Rocks have been a massive subject for me for a very long time. These are the places where I have had the most intense experiences that I have ever encountered. I have taken two hundred foot, head first falls. I remember jumping from thirty feet on to a small patch of grass that was surrounded by boulders. When climbing, I remember being totally involved in the most minuscule detail within the rock in order to make upward progress. I still hear the sounds of the mountain streams and the sheep. I remember the sun going behind a cloud when I was on a particularly tricky section of climbing. These are intense experiences.
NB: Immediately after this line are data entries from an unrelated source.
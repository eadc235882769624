//! Request identification and caller metadata extraction.
//!
//! # Responsibilities
//! - Stamp every request with an `x-request-id` (UUID v4) unless the client sent one
//! - Derive caller identity and upload metadata from request headers

use axum::http::{header, HeaderMap, HeaderName, HeaderValue, Request};
use std::net::SocketAddr;
use tower_http::request_id::{MakeRequestId, RequestId};

use crate::translate::{CallerIdentity, UploadMeta};

/// Header carrying the request id.
pub const X_REQUEST_ID: HeaderName = HeaderName::from_static("x-request-id");

/// Header set by an authenticating front end with the caller's user name.
pub const X_REMOTE_USER: HeaderName = HeaderName::from_static("x-remote-user");

/// Generates UUID v4 request ids.
#[derive(Debug, Clone, Copy, Default)]
pub struct MakeRequestUuidV4;

impl MakeRequestId for MakeRequestUuidV4 {
    fn make_request_id<B>(&mut self, _request: &Request<B>) -> Option<RequestId> {
        let id = uuid::Uuid::new_v4().to_string();
        HeaderValue::from_str(&id).ok().map(RequestId::new)
    }
}

/// The request id assigned to this request, if any.
pub fn request_id(headers: &HeaderMap) -> Option<&str> {
    headers.get(&X_REQUEST_ID).and_then(|v| v.to_str().ok())
}

pub fn caller_identity(headers: &HeaderMap, peer: Option<SocketAddr>) -> CallerIdentity {
    CallerIdentity {
        ip: peer.map(|addr| addr.ip()),
        username: headers
            .get(&X_REMOTE_USER)
            .and_then(|v| v.to_str().ok())
            .filter(|v| !v.is_empty())
            .map(str::to_string),
    }
}

/// Upload metadata from `Content-Disposition: ...; filename="..."`.
pub fn upload_meta(headers: &HeaderMap) -> Option<UploadMeta> {
    let disposition = headers.get(header::CONTENT_DISPOSITION)?.to_str().ok()?;
    let filename = disposition.split(';').find_map(|part| {
        let (key, value) = part.trim().split_once('=')?;
        if key.trim().eq_ignore_ascii_case("filename") {
            Some(value.trim().trim_matches('"').to_string())
        } else {
            None
        }
    })?;
    if filename.is_empty() {
        return None;
    }

    Some(UploadMeta {
        filename,
        content_type: headers
            .get(header::CONTENT_TYPE)
            .and_then(|v| v.to_str().ok())
            .map(str::to_string),
    })
}

#[cfg(test)]
mod tests {
    use super::*;

    #[test]
    fn generated_ids_are_uuids() {
        let req = Request::new(());
        let id = MakeRequestUuidV4.make_request_id(&req).unwrap();
        let text = id.header_value().to_str().unwrap();
        assert!(uuid::Uuid::parse_str(text).is_ok());
    }

    #[test]
    fn caller_from_peer_and_header() {
        let mut headers = HeaderMap::new();
        headers.insert(X_REMOTE_USER, HeaderValue::from_static("alice"));
        let peer: SocketAddr = "10.0.0.7:5000".parse().unwrap();

        let caller = caller_identity(&headers, Some(peer));
        assert_eq!(caller.ip, Some(peer.ip()));
        assert_eq!(caller.username.as_deref(), Some("alice"));

        let anonymous = caller_identity(&HeaderMap::new(), None);
        assert_eq!(anonymous, CallerIdentity::default());
    }

    #[test]
    fn upload_filename_parsed() {
        let mut headers = HeaderMap::new();
        headers.insert(
            header::CONTENT_DISPOSITION,
            HeaderValue::from_static("attachment; filename=\"report.csv\""),
        );
        headers.insert(header::CONTENT_TYPE, HeaderValue::from_static("text/csv"));

        let meta = upload_meta(&headers).unwrap();
        assert_eq!(meta.filename, "report.csv");
        assert_eq!(meta.content_type.as_deref(), Some("text/csv"));

        headers.insert(header::CONTENT_DISPOSITION, HeaderValue::from_static("inline"));
        assert!(upload_meta(&headers).is_none());
    }
}
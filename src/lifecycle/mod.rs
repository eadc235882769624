//! Lifecycle management subsystem.
//!
//! # Data Flow
//! ```text
//! Startup (startup.rs):
//!     Load config → Build gateway → Bind listener
//!
//! Shutdown (shutdown.rs):
//!     Signal received → Stop accepting → Close streams → Drain → Release clients
//!
//! Signals (signals.rs):
//!     SIGTERM/SIGINT → Trigger graceful shutdown
//! ```
//!
//! # Design Decisions
//! - Ordered startup: config first, then gateway, then listener
//! - Shutdown drain has a deadline

pub mod shutdown;
pub mod signals;
pub mod startup;

pub use shutdown::Shutdown;
pub use startup::{prepare, Prepared, StartupError};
Rocks are the most amazing things to paint. They can form thousands of feet of mountainside or they can form a small intimate boulder. In actual fact, they are hugely complex beautiful things. There are variations in texture. A piece of  smooth rock may have quartz veins going through it. Often the lines on the surface of the rock echo what is going on beneath the surface. The colour of the rock will vary. There may be plants or lichen or moss on the rock. Many of the features are then modified by water running down the surface.  There may be chalk left by climbers. Often, there are huge fault lines running through entire cliffs and beyond that are to do with massive slips in the earth's structure. Beyond that, there is light touching the surface. Shadows that may be deep or just glancing across the surface. Then, there are the wet areas reflecting the cloud of the sky

To make sense of all of this, and convincingly make some kind of coherent sense of the surface and form is the reason that I paint pictures. 

The painting on the right is just started. There is a long way to go.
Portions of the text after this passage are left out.